Given information

----

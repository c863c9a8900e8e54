//! Background polling.
//!
//! One task consumes [`RefreshTrigger`]s from a bounded channel and runs
//! at most one poll at a time. A second task feeds it interval ticks.
//! Triggers that arrive while a poll is in flight are discarded.

use std::sync::Arc;
use std::time::Duration;

use chrono::Utc;
use jiratodo_core::{IssueDiff, PollOutcome, PollRecord, RefreshTrigger};
use jiratodo_fetch::{CredentialSource, IssueSource};
use jiratodo_store::{IssueStore, IssueStoreReader, Settings, DEFAULT_POLL_INTERVAL_SECS};
use tokio::sync::mpsc;
use tokio::task::JoinHandle;
use tokio::time::{interval_at, Instant, MissedTickBehavior};
use tracing::{debug, info, warn};

use crate::notifications::Notifier;

/// Pending triggers kept while idle; extra triggers are dropped.
pub const DEFAULT_TRIGGER_CAPACITY: usize = 16;

// ============================================================================
// Agent Config
// ============================================================================

/// Polling configuration.
#[derive(Debug, Clone)]
pub struct AgentConfig {
    /// Time between timer-driven polls.
    pub poll_interval: Duration,
    /// Trigger channel capacity.
    pub trigger_capacity: usize,
}

impl Default for AgentConfig {
    fn default() -> Self {
        Self {
            poll_interval: Duration::from_secs(DEFAULT_POLL_INTERVAL_SECS),
            trigger_capacity: DEFAULT_TRIGGER_CAPACITY,
        }
    }
}

impl AgentConfig {
    /// Builds the config from user settings.
    pub fn from_settings(settings: &Settings) -> Self {
        Self {
            poll_interval: settings.poll_interval(),
            ..Self::default()
        }
    }

    /// Sets the poll interval.
    pub fn with_poll_interval(mut self, poll_interval: Duration) -> Self {
        self.poll_interval = poll_interval;
        self
    }
}

// ============================================================================
// Polling Agent
// ============================================================================

/// Polls the issue source and publishes results to an [`IssueStore`].
pub struct PollingAgent {
    config: AgentConfig,
    credentials: Arc<dyn CredentialSource>,
    source: Arc<dyn IssueSource>,
    notifier: Arc<dyn Notifier>,
    store: IssueStore,
}

impl PollingAgent {
    /// Creates an agent with an empty issue list.
    pub fn new(
        config: AgentConfig,
        credentials: Arc<dyn CredentialSource>,
        source: Arc<dyn IssueSource>,
        notifier: Arc<dyn Notifier>,
    ) -> Self {
        Self {
            config,
            credentials,
            source,
            notifier,
            store: IssueStore::new(),
        }
    }

    /// Starts polling and returns the control handle.
    ///
    /// Requests notification permission, queues the startup poll and starts
    /// the interval timer, whose first tick is one interval from now.
    /// Must be called from within a Tokio runtime.
    pub fn spawn(self) -> AgentHandle {
        let (trigger_tx, trigger_rx) = mpsc::channel(self.config.trigger_capacity.max(1));
        let reader = self.store.reader();
        let period = self.config.poll_interval;

        if !self.notifier.request_permission() {
            debug!("Notifications unavailable; polling continues without alerts");
        }

        // Fresh channel; cannot be full.
        let _ = trigger_tx.try_send(RefreshTrigger::Startup);

        let timer_task = tokio::spawn(run_timer(trigger_tx.clone(), period));
        let poll_task = tokio::spawn(self.run(trigger_rx));

        info!(interval_secs = period.as_secs(), "Polling agent started");

        AgentHandle {
            trigger_tx,
            reader,
            poll_task,
            timer_task,
        }
    }

    async fn run(self, mut triggers: mpsc::Receiver<RefreshTrigger>) {
        while let Some(trigger) = triggers.recv().await {
            self.poll(trigger, &mut triggers).await;
        }
        debug!("Trigger channel closed; polling stopped");
    }

    /// Runs one poll cycle.
    async fn poll(&self, trigger: RefreshTrigger, triggers: &mut mpsc::Receiver<RefreshTrigger>) {
        if self.store.begin_poll().is_err() {
            debug!(%trigger, "Poll already running; trigger ignored");
            return;
        }

        let started_at = Utc::now();
        debug!(%trigger, "Polling");

        let (outcome, issues) = match self.credentials.resolve().await {
            None => {
                debug!("No API token available; skipping poll");
                (PollOutcome::NoCredential, None)
            }
            Some(credential) => match self.source.fetch(&credential).await {
                Ok(issues) => {
                    let diff = IssueDiff::between(&self.store.issues(), &issues);
                    let changed = !diff.is_empty();
                    if changed {
                        info!(
                            count = issues.len(),
                            added = ?diff.added,
                            removed = ?diff.removed,
                            "Assigned issues changed"
                        );
                        self.notifier.notify(issues.len());
                    } else {
                        debug!(count = issues.len(), "Assigned issues unchanged");
                    }
                    (PollOutcome::Updated { changed }, Some(issues))
                }
                Err(e) => {
                    warn!(error = %e, transient = e.is_transient(), "Failed to fetch issues");
                    (
                        PollOutcome::Failed {
                            message: e.to_string(),
                        },
                        None,
                    )
                }
            },
        };

        let mut ignored = 0usize;
        while let Ok(late) = triggers.try_recv() {
            debug!(trigger = %late, "Trigger arrived during poll; ignored");
            ignored += 1;
        }
        if ignored > 0 {
            debug!(ignored, "Discarded triggers received while fetching");
        }

        let record = PollRecord {
            trigger,
            started_at,
            finished_at: Utc::now(),
            outcome,
        };
        self.store.finish_poll(record, issues);
    }
}

async fn run_timer(triggers: mpsc::Sender<RefreshTrigger>, period: Duration) {
    let mut ticker = interval_at(Instant::now() + period, period);
    ticker.set_missed_tick_behavior(MissedTickBehavior::Delay);

    loop {
        ticker.tick().await;
        match triggers.try_send(RefreshTrigger::Interval) {
            Ok(()) => {}
            Err(mpsc::error::TrySendError::Full(_)) => {
                debug!("Trigger queue full; interval tick dropped");
            }
            Err(mpsc::error::TrySendError::Closed(_)) => break,
        }
    }
}

// ============================================================================
// Agent Handle
// ============================================================================

/// Control handle for a running [`PollingAgent`].
///
/// Dropping the handle stops the agent.
pub struct AgentHandle {
    trigger_tx: mpsc::Sender<RefreshTrigger>,
    reader: IssueStoreReader,
    poll_task: JoinHandle<()>,
    timer_task: JoinHandle<()>,
}

impl AgentHandle {
    /// Requests a poll. Returns false if the trigger was dropped.
    pub fn trigger(&self, trigger: RefreshTrigger) -> bool {
        match self.trigger_tx.try_send(trigger) {
            Ok(()) => true,
            Err(e) => {
                debug!(%trigger, error = %e, "Trigger dropped");
                false
            }
        }
    }

    /// Requests a manual refresh.
    pub fn refresh(&self) -> bool {
        self.trigger(RefreshTrigger::Manual)
    }

    /// Reports that the application became active.
    pub fn became_active(&self) -> bool {
        self.trigger(RefreshTrigger::Foreground)
    }

    /// Returns a reader for the published issue state.
    pub fn reader(&self) -> IssueStoreReader {
        self.reader.clone()
    }

    /// Stops the timer and the poll task. An in-flight fetch is abandoned.
    pub fn shutdown(self) {
        info!("Stopping polling agent");
        drop(self);
    }
}

impl Drop for AgentHandle {
    fn drop(&mut self) {
        self.timer_task.abort();
        self.poll_task.abort();
    }
}

// ============================================================================
// Tests
// ============================================================================

#[cfg(test)]
mod tests {
    use super::*;

    #[test]
    fn test_config_from_settings() {
        let settings = Settings {
            poll_interval_secs: 2,
            ..Settings::default()
        };
        let config = AgentConfig::from_settings(&settings);
        assert_eq!(config.poll_interval, settings.poll_interval());
        assert_eq!(config.trigger_capacity, DEFAULT_TRIGGER_CAPACITY);
    }

    #[test]
    fn test_default_interval() {
        assert_eq!(AgentConfig::default().poll_interval, Duration::from_secs(300));
    }
}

----

Activity
The lines needed are those in the data above that hold the string "JoinHandle"; copy each of them.

Result of the task
use tokio::task::JoinHandle;
    poll_task: JoinHandle<()>,
    timer_task: JoinHandle<()>,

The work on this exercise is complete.